(What to work on):
Going through the data below, please show each line containing the string "Booked".
-------------------------
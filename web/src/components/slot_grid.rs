use leptos::prelude::*;

use crate::schedule::ALL_SLOTS;

/// The fixed grid of 30-minute consultation slots for one day. Booked
/// slots stay visible but cannot be picked.
#[component]
pub fn SlotGrid(
    selected_date: RwSignal<String>,
    selected_slot: RwSignal<String>,
    occupied: Signal<Vec<String>>,
) -> impl IntoView {
    view! {
        <div class="slot-grid">
            <div class="slot-grid__header">
                <h4>"Available Time Slots"</h4>
                <p class="slot-grid__subtitle">
                    {move || {
                        let date = selected_date.get();
                        if date.trim().is_empty() {
                            "Please select a date first".to_string()
                        } else {
                            format!("Consultation slots for {}", crate::schedule::format_display_date(&date))
                        }
                    }}
                </p>
            </div>

            <Show when=move || !selected_date.get().trim().is_empty()>
                <div class="slot-grid__slots">
                    {ALL_SLOTS
                        .iter()
                        .map(|slot| {
                            let slot = *slot;
                            let is_occupied = Memo::new(move |_| {
                                occupied.get().iter().any(|s| s == slot)
                            });
                            let is_selected = Memo::new(move |_| selected_slot.get() == slot);

                            view! {
                                <button
                                    class="slot-grid__slot"
                                    class:occupied=move || is_occupied.get()
                                    class:selected=move || is_selected.get()
                                    disabled=move || is_occupied.get()
                                    on:click=move |_| {
                                        if !is_occupied.get() {
                                            selected_slot.set(slot.to_string());
                                        }
                                    }
                                >
                                    <span class="slot-grid__time">{slot}</span>
                                    <span class="slot-grid__label">
                                        {move || if is_occupied.get() { "Booked" } else { "Open" }}
                                    </span>
                                </button>
                            }
                        })
                        .collect::<Vec<_>>()}
                </div>
            </Show>
        </div>
    }
}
-------------------------
(Reply):
/// The fixed grid of 30-minute consultation slots for one day. Booked
                                        {move || if is_occupied.get() { "Booked" } else { "Open" }}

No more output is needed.